Information given:
+===+
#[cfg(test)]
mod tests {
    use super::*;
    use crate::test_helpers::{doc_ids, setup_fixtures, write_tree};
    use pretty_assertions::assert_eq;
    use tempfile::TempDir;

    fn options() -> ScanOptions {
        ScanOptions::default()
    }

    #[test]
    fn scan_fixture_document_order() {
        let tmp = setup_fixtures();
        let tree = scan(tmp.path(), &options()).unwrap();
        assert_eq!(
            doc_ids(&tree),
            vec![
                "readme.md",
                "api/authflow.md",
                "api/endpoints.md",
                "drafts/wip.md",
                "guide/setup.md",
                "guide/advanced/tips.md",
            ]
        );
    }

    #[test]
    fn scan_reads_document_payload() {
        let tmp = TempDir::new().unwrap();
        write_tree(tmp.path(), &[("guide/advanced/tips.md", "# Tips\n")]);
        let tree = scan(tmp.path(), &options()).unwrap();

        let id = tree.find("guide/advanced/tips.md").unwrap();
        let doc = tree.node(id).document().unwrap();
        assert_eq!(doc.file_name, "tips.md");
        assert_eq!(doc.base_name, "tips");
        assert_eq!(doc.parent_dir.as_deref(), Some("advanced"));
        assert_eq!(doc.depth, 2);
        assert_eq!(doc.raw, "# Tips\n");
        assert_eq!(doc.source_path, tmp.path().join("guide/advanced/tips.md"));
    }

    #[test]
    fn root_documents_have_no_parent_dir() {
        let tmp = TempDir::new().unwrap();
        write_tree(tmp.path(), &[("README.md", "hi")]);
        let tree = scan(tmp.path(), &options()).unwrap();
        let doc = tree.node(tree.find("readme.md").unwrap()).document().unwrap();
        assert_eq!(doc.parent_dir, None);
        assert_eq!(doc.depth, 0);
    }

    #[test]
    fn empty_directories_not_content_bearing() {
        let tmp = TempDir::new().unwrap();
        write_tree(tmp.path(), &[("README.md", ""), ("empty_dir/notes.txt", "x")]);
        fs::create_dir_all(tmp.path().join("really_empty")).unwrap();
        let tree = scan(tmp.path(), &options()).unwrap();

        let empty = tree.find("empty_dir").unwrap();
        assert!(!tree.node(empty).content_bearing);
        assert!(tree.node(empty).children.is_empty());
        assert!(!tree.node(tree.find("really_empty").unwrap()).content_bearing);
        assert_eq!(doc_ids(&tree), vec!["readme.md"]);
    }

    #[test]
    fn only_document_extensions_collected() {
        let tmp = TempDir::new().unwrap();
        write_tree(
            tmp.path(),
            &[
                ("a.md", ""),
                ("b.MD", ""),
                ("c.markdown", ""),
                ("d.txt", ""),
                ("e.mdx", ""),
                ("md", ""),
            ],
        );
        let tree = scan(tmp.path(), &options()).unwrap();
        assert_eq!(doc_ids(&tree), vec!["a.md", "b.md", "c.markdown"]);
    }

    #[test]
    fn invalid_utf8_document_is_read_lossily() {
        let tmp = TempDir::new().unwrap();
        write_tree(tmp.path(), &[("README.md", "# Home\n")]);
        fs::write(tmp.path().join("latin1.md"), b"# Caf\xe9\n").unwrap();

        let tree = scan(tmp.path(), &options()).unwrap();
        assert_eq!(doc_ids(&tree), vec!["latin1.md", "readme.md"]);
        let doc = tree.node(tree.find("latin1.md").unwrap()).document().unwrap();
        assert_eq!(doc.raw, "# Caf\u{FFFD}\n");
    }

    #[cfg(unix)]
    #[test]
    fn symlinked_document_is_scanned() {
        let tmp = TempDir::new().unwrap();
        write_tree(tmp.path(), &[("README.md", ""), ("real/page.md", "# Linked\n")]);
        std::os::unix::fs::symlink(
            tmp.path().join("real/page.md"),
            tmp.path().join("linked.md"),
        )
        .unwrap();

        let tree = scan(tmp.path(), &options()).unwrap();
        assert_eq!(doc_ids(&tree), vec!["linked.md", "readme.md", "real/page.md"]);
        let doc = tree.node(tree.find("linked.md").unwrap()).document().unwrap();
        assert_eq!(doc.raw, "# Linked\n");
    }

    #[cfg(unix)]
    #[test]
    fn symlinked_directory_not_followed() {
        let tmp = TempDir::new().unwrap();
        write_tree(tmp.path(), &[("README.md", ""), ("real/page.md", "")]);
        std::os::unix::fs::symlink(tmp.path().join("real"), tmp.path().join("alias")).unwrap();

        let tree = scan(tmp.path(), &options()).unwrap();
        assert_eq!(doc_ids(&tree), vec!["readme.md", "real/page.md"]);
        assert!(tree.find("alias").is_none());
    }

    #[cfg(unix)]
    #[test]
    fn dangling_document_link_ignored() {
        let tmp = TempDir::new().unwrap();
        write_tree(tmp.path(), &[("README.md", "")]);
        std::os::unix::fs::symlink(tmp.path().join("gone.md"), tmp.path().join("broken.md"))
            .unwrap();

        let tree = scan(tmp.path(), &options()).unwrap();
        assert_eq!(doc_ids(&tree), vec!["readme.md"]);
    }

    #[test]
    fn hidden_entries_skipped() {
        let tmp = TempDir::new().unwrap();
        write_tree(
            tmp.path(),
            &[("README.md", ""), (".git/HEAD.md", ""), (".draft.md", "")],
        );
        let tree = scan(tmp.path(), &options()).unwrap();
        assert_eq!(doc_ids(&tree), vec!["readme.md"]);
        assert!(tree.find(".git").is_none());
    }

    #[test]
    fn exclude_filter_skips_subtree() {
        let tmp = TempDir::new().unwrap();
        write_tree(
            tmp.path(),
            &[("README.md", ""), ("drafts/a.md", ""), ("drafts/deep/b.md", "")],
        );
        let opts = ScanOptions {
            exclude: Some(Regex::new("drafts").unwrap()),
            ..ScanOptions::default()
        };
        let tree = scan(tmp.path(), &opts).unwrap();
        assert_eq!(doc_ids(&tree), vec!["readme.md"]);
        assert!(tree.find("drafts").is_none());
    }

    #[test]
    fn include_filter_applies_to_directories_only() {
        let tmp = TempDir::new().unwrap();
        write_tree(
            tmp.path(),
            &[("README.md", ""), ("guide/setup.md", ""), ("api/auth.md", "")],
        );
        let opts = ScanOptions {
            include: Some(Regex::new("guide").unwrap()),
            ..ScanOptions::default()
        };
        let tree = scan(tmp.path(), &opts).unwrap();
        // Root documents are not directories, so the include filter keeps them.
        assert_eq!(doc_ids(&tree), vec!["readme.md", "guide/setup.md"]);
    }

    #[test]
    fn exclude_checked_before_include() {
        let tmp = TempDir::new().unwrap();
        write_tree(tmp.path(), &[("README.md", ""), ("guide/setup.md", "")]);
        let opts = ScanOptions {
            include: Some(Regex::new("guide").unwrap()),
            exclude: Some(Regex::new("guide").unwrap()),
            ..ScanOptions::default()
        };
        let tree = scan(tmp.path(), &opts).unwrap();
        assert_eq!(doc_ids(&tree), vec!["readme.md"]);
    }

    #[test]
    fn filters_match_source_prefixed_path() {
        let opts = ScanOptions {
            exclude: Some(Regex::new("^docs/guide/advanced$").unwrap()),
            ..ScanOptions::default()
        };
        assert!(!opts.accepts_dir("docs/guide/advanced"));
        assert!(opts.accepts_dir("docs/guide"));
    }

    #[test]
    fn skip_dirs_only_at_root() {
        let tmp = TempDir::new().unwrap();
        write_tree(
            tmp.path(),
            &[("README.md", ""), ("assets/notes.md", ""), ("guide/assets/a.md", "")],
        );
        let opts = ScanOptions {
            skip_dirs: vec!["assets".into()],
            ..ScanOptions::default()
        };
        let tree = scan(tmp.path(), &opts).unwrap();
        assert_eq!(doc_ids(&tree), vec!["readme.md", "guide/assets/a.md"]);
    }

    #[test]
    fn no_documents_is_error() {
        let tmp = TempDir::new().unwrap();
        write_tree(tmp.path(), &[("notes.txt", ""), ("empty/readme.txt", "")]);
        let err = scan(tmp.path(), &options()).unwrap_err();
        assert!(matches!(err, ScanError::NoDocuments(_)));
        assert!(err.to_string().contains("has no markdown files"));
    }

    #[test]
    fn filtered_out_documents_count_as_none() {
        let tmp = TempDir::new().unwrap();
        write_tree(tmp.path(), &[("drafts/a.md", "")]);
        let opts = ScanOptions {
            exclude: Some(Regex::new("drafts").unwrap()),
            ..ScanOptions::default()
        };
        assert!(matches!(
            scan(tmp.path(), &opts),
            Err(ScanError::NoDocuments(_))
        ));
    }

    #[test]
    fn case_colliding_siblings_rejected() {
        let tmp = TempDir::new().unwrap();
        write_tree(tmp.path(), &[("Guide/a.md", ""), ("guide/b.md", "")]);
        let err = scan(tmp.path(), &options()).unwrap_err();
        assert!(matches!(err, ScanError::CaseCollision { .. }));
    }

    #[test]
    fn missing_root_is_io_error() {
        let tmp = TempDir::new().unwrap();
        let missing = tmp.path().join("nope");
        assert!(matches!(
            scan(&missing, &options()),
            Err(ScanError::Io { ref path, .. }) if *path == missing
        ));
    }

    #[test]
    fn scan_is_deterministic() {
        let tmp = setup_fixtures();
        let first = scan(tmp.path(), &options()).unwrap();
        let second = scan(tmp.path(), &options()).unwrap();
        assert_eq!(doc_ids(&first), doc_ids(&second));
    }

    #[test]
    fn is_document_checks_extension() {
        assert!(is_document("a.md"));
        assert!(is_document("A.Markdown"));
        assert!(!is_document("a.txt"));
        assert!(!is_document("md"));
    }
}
+===+
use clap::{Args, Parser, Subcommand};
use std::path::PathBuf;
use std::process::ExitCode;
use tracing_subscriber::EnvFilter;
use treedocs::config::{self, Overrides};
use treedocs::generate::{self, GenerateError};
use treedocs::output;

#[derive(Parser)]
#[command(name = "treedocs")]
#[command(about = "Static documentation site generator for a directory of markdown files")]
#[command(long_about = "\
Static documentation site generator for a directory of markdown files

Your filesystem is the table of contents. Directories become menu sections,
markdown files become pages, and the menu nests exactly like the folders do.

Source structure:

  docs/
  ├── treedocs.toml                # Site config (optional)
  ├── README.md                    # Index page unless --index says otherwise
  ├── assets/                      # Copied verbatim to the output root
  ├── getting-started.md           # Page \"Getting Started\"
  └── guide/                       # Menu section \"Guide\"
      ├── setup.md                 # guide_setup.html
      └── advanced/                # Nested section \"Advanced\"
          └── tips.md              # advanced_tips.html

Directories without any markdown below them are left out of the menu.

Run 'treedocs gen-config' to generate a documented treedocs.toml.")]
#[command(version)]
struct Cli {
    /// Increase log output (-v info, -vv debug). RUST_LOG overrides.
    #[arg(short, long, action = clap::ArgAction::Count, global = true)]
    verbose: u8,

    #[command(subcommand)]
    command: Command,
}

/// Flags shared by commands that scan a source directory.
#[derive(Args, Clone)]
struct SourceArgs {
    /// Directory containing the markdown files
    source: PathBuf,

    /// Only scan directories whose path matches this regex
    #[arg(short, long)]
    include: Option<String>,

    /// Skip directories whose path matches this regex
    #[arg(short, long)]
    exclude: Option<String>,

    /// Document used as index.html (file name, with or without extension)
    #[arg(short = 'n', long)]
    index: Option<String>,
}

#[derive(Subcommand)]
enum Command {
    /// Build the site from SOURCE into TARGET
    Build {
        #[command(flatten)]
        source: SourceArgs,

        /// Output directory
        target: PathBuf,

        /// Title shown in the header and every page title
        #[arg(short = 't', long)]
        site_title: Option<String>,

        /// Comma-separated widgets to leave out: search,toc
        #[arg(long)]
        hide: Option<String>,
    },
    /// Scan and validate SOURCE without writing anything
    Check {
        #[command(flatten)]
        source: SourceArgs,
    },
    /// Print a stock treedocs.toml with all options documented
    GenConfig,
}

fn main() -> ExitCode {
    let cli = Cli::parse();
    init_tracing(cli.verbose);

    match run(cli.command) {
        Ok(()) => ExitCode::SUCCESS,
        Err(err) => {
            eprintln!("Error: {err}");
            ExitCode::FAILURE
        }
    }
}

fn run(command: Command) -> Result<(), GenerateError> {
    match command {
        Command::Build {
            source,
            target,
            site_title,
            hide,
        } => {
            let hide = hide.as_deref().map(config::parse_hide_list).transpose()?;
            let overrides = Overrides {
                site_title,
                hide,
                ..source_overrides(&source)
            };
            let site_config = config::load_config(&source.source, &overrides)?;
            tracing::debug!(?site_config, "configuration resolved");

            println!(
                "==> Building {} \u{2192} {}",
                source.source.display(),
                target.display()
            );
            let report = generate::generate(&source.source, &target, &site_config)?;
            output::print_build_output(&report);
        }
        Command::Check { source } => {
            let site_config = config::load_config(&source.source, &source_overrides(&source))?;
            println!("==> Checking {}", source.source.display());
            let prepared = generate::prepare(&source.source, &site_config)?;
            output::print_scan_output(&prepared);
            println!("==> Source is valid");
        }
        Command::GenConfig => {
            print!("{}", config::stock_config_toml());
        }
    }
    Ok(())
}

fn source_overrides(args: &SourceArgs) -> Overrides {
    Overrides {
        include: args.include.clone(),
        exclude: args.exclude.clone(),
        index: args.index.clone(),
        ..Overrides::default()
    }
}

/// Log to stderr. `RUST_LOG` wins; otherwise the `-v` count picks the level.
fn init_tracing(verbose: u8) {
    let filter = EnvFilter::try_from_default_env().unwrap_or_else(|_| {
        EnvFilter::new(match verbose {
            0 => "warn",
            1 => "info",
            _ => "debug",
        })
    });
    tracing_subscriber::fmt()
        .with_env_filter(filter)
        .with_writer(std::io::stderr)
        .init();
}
+===+
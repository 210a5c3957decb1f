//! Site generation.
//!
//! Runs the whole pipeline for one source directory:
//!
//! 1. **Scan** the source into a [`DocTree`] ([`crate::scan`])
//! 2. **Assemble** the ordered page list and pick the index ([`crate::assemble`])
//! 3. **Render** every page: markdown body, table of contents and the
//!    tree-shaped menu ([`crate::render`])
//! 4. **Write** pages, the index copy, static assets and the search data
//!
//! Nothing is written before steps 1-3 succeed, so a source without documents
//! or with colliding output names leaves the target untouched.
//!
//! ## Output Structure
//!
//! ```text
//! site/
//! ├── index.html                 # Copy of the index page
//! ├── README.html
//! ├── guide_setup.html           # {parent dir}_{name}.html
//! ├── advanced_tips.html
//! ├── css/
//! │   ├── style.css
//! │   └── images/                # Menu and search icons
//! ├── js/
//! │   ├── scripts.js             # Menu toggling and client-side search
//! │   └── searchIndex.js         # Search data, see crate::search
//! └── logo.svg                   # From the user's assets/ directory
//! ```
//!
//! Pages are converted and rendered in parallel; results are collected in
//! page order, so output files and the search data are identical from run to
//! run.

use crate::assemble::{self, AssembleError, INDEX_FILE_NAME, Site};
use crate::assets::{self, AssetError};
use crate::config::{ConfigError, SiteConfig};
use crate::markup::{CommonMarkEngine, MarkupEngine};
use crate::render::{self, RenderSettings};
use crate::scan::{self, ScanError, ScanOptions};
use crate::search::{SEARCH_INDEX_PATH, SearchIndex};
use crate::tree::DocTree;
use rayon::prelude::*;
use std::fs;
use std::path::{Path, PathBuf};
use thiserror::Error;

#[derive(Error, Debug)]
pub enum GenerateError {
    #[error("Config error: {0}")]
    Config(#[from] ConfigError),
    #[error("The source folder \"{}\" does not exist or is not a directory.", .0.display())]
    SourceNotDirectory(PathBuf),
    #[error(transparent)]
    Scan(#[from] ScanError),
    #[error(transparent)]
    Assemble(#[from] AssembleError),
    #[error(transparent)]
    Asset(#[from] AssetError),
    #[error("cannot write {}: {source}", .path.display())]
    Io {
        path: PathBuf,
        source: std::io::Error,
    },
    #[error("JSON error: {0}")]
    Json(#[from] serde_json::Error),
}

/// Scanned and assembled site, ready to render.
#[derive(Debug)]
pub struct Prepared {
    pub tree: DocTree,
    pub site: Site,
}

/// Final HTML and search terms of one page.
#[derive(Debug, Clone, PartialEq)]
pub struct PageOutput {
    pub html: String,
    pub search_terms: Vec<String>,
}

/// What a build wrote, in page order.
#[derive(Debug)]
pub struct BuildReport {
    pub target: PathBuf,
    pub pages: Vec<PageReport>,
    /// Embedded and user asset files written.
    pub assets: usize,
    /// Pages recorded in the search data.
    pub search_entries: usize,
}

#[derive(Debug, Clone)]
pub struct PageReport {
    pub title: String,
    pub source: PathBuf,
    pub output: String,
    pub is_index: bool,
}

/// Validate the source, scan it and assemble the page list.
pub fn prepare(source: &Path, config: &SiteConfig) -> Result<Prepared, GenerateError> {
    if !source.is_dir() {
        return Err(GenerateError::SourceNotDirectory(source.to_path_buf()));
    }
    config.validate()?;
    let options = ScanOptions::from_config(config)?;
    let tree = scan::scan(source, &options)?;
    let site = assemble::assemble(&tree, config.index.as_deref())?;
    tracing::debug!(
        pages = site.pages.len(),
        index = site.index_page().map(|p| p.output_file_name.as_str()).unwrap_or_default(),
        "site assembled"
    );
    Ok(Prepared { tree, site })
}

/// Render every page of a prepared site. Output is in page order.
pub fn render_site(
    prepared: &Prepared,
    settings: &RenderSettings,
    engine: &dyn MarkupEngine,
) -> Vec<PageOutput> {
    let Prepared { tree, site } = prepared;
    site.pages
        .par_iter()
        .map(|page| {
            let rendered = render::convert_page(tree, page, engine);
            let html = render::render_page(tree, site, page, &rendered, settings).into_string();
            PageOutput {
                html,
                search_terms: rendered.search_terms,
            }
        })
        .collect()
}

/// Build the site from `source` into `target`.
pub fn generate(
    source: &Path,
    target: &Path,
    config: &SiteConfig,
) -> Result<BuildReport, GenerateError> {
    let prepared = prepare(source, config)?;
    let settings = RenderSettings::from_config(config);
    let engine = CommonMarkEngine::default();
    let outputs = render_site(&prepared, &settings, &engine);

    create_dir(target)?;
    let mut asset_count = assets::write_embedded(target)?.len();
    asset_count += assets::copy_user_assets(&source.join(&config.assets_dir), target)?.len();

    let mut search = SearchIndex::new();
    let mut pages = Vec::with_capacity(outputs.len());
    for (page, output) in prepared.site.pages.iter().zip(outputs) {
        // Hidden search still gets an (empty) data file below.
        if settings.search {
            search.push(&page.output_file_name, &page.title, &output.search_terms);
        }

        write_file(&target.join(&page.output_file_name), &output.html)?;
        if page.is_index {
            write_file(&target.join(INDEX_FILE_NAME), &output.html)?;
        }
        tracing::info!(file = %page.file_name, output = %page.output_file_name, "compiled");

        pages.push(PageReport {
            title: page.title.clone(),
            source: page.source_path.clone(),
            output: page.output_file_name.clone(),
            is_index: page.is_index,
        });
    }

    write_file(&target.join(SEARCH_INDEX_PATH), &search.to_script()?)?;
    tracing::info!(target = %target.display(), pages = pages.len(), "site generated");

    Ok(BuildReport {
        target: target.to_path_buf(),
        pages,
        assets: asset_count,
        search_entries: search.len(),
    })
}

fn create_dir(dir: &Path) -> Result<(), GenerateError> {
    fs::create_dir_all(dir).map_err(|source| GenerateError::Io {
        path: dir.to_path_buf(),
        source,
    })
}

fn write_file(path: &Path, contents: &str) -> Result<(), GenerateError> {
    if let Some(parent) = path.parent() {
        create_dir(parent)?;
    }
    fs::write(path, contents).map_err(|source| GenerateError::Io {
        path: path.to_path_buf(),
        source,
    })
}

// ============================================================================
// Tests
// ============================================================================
+===+
Problem: For this exercise, find all lines in the records containing the word "SourceNotDirectory" and copy them.

The completed task:
    SourceNotDirectory(PathBuf),
        return Err(GenerateError::SourceNotDirectory(source.to_path_buf()));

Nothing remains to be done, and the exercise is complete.